***** EXTRACTED INFORMATION *****

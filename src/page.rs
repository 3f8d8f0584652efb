//! The slice of the host page the components are allowed to touch.
//!
//! `DomPage` (wasm32) backs this with `web-sys`; tests use `MockPage`.

use std::cell::Cell;
use std::rc::Rc;

#[derive(Clone, Copy, Debug, PartialEq, Eq, Hash)]
pub enum EventKind {
    Click,
    MouseMove,
    MouseEnter,
    MouseLeave,
    KeyDown,
    Scroll,
    Submit,
}

impl EventKind {
    pub fn as_str(self) -> &'static str {
        match self {
            Self::Click => "click",
            Self::MouseMove => "mousemove",
            Self::MouseEnter => "mouseenter",
            Self::MouseLeave => "mouseleave",
            Self::KeyDown => "keydown",
            Self::Scroll => "scroll",
            Self::Submit => "submit",
        }
    }

    pub fn bubbles(self) -> bool {
        !matches!(self, Self::MouseEnter | Self::MouseLeave | Self::Scroll)
    }
}

#[derive(Clone, Debug, PartialEq)]
pub enum Target<E> {
    Window,
    Document,
    Element(E),
}

/// A dispatched event. Handlers flag propagation/default changes here and
/// the page applies them after the handler returns.
pub struct PageEvent<E> {
    target: Option<E>,
    client_x: f64,
    client_y: f64,
    key: Option<String>,
    propagation_stopped: Cell<bool>,
    default_prevented: Cell<bool>,
}

impl<E> PageEvent<E> {
    pub fn new(target: Option<E>) -> Self {
        Self {
            target,
            client_x: 0.0,
            client_y: 0.0,
            key: None,
            propagation_stopped: Cell::new(false),
            default_prevented: Cell::new(false),
        }
    }

    pub fn with_pointer(mut self, client_x: f64, client_y: f64) -> Self {
        self.client_x = client_x;
        self.client_y = client_y;
        self
    }

    pub fn with_key(mut self, key: impl Into<String>) -> Self {
        self.key = Some(key.into());
        self
    }

    pub fn target(&self) -> Option<&E> {
        self.target.as_ref()
    }

    pub fn client_x(&self) -> f64 {
        self.client_x
    }

    pub fn client_y(&self) -> f64 {
        self.client_y
    }

    pub fn key(&self) -> Option<&str> {
        self.key.as_deref()
    }

    pub fn stop_propagation(&self) {
        self.propagation_stopped.set(true);
    }

    pub fn prevent_default(&self) {
        self.default_prevented.set(true);
    }

    pub fn is_propagation_stopped(&self) -> bool {
        self.propagation_stopped.get()
    }

    pub fn is_default_prevented(&self) -> bool {
        self.default_prevented.get()
    }
}

pub type Handler<E> = Rc<dyn Fn(&PageEvent<E>)>;

#[derive(Clone, Copy, Debug, Default, PartialEq)]
pub struct Rect {
    pub left: f64,
    pub top: f64,
    pub width: f64,
    pub height: f64,
}

#[derive(Clone, Copy, Debug, PartialEq)]
pub struct VisibilityOptions {
    pub threshold: f64,
    pub root_margin: &'static str,
}

pub trait Page: 'static {
    type Element: Clone + PartialEq + 'static;

    fn query(&self, selector: &str) -> Option<Self::Element>;
    fn query_all(&self, selector: &str) -> Vec<Self::Element>;
    fn query_within(&self, root: &Self::Element, selector: &str) -> Option<Self::Element>;
    fn element_by_id(&self, id: &str) -> Option<Self::Element>;
    fn closest(&self, element: &Self::Element, selector: &str) -> Option<Self::Element>;
    fn body(&self) -> Option<Self::Element>;
    fn head(&self) -> Option<Self::Element>;

    fn create_element(&self, tag: &str) -> Option<Self::Element>;
    fn append_child(&self, parent: &Self::Element, child: &Self::Element);
    fn remove(&self, element: &Self::Element);
    fn is_attached(&self, element: &Self::Element) -> bool;

    fn set_text(&self, element: &Self::Element, text: &str);
    fn inner_html(&self, element: &Self::Element) -> String;
    fn set_inner_html(&self, element: &Self::Element, html: &str);
    fn attribute(&self, element: &Self::Element, name: &str) -> Option<String>;
    fn set_attribute(&self, element: &Self::Element, name: &str, value: &str);
    fn set_disabled(&self, element: &Self::Element, disabled: bool);

    fn class_list(&self, element: &Self::Element) -> Vec<String>;
    fn set_class_name(&self, element: &Self::Element, class_name: &str);
    fn toggle_class(&self, element: &Self::Element, class: &str, on: bool);

    fn has_class(&self, element: &Self::Element, class: &str) -> bool {
        self.class_list(element).iter().any(|value| value == class)
    }

    /// Reads an inline style property (CSS name, custom properties included).
    fn style(&self, element: &Self::Element, property: &str) -> String;
    fn set_style(&self, element: &Self::Element, property: &str, value: &str);
    fn set_css_text(&self, element: &Self::Element, css: &str);

    fn scroll_y(&self) -> f64;
    fn scroll_to(&self, y: f64);
    fn inner_width(&self) -> f64;
    fn offset_top(&self, element: &Self::Element) -> f64;
    fn client_height(&self, element: &Self::Element) -> f64;
    fn bounding_rect(&self, element: &Self::Element) -> Rect;

    fn form_value(&self, form: &Self::Element, name: &str) -> Option<String>;
    fn reset_form(&self, form: &Self::Element);

    fn listen(&self, target: Target<Self::Element>, kind: EventKind, handler: Handler<Self::Element>);
    fn set_timeout(&self, delay_ms: u32, callback: Box<dyn FnOnce()>);
    /// The callback receives a monotonic timestamp in milliseconds.
    fn request_animation_frame(&self, callback: Box<dyn FnOnce(f64)>);
    /// Calls `callback` the first time each element becomes visible, then
    /// stops watching that element.
    fn observe_visibility_once(
        &self,
        elements: &[Self::Element],
        options: VisibilityOptions,
        callback: Rc<dyn Fn(&Self::Element)>,
    );
}
use crate::config::RuntimeConfig;
use crate::logging::Logger;
use crate::page::Page;
use serde_json::json;
use std::cell::Cell;
use std::rc::Rc;

/// Quadratic ease-in-out: `start` at `elapsed = 0`, `start + distance` at
/// `elapsed = duration`.
pub fn ease_in_out_quad(elapsed: f64, start: f64, distance: f64, duration: f64) -> f64 {
    let mut t = elapsed / (duration / 2.0);
    if t < 1.0 {
        return distance / 2.0 * t * t + start;
    }
    t -= 1.0;
    -distance / 2.0 * (t * (t - 2.0) - 1.0) + start
}

pub struct SmoothScroller<P: Page> {
    page: Rc<P>,
    logger: Logger,
    clearance: f64,
    duration_ms: f64,
}

struct ScrollAnimation {
    start: f64,
    distance: f64,
    duration_ms: f64,
    started_at: Cell<Option<f64>>,
}

impl<P: Page> SmoothScroller<P> {
    pub fn new(page: Rc<P>, config: &RuntimeConfig, logger: Logger) -> Rc<Self> {
        Rc::new(Self {
            page,
            logger,
            clearance: config.nav_clearance,
            duration_ms: f64::from(config.scroll_duration_ms),
        })
    }

    /// Animates the viewport so `selector` sits just below the fixed nav.
    /// Returns `false` when nothing matches.
    pub fn scroll_to(&self, selector: &str) -> bool {
        let Some(target) = self.page.query(selector) else {
            self.logger
                .debug("scroll_target_missing", json!({ "selector": selector }));
            return false;
        };

        let start = self.page.scroll_y();
        let destination = self.page.offset_top(&target) - self.clearance;
        let animation = Rc::new(ScrollAnimation {
            start,
            distance: destination - start,
            duration_ms: self.duration_ms,
            started_at: Cell::new(None),
        });

        schedule_frame(Rc::clone(&self.page), animation);
        true
    }
}

fn schedule_frame<P: Page>(page: Rc<P>, animation: Rc<ScrollAnimation>) {
    let frame_page = Rc::clone(&page);
    page.request_animation_frame(Box::new(move |timestamp| {
        let started_at = animation.started_at.get().unwrap_or(timestamp);
        animation.started_at.set(Some(started_at));

        let elapsed = (timestamp - started_at).min(animation.duration_ms);
        frame_page.scroll_to(ease_in_out_quad(
            elapsed,
            animation.start,
            animation.distance,
            animation.duration_ms,
        ));

        if elapsed < animation.duration_ms {
            schedule_frame(frame_page, animation);
        }
    }));
}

*****

* [WHAT YOU SHOULD DO]: Looking at the data above, write out exactly the lines that start at the one containing "pub fn bubbles(self)" and end at the one containing "fn query_all(&self, selector: &str)"; include both and nothing beyond.

* [FINISHED TASK]:
    pub fn bubbles(self) -> bool {
        !matches!(self, Self::MouseEnter | Self::MouseLeave | Self::Scroll)
    }
}

#[derive(Clone, Debug, PartialEq)]
pub enum Target<E> {
    Window,
    Document,
    Element(E),
}

/// A dispatched event. Handlers flag propagation/default changes here and
/// the page applies them after the handler returns.
pub struct PageEvent<E> {
    target: Option<E>,
    client_x: f64,
    client_y: f64,
    key: Option<String>,
    propagation_stopped: Cell<bool>,
    default_prevented: Cell<bool>,
}

impl<E> PageEvent<E> {
    pub fn new(target: Option<E>) -> Self {
        Self {
            target,
            client_x: 0.0,
            client_y: 0.0,
            key: None,
            propagation_stopped: Cell::new(false),
            default_prevented: Cell::new(false),
        }
    }

    pub fn with_pointer(mut self, client_x: f64, client_y: f64) -> Self {
        self.client_x = client_x;
        self.client_y = client_y;
        self
    }

    pub fn with_key(mut self, key: impl Into<String>) -> Self {
        self.key = Some(key.into());
        self
    }

    pub fn target(&self) -> Option<&E> {
        self.target.as_ref()
    }

    pub fn client_x(&self) -> f64 {
        self.client_x
    }

    pub fn client_y(&self) -> f64 {
        self.client_y
    }

    pub fn key(&self) -> Option<&str> {
        self.key.as_deref()
    }

    pub fn stop_propagation(&self) {
        self.propagation_stopped.set(true);
    }

    pub fn prevent_default(&self) {
        self.default_prevented.set(true);
    }

    pub fn is_propagation_stopped(&self) -> bool {
        self.propagation_stopped.get()
    }

    pub fn is_default_prevented(&self) -> bool {
        self.default_prevented.get()
    }
}

pub type Handler<E> = Rc<dyn Fn(&PageEvent<E>)>;

#[derive(Clone, Copy, Debug, Default, PartialEq)]
pub struct Rect {
    pub left: f64,
    pub top: f64,
    pub width: f64,
    pub height: f64,
}

#[derive(Clone, Copy, Debug, PartialEq)]
pub struct VisibilityOptions {
    pub threshold: f64,
    pub root_margin: &'static str,
}

pub trait Page: 'static {
    type Element: Clone + PartialEq + 'static;

    fn query(&self, selector: &str) -> Option<Self::Element>;
    fn query_all(&self, selector: &str) -> Vec<Self::Element>;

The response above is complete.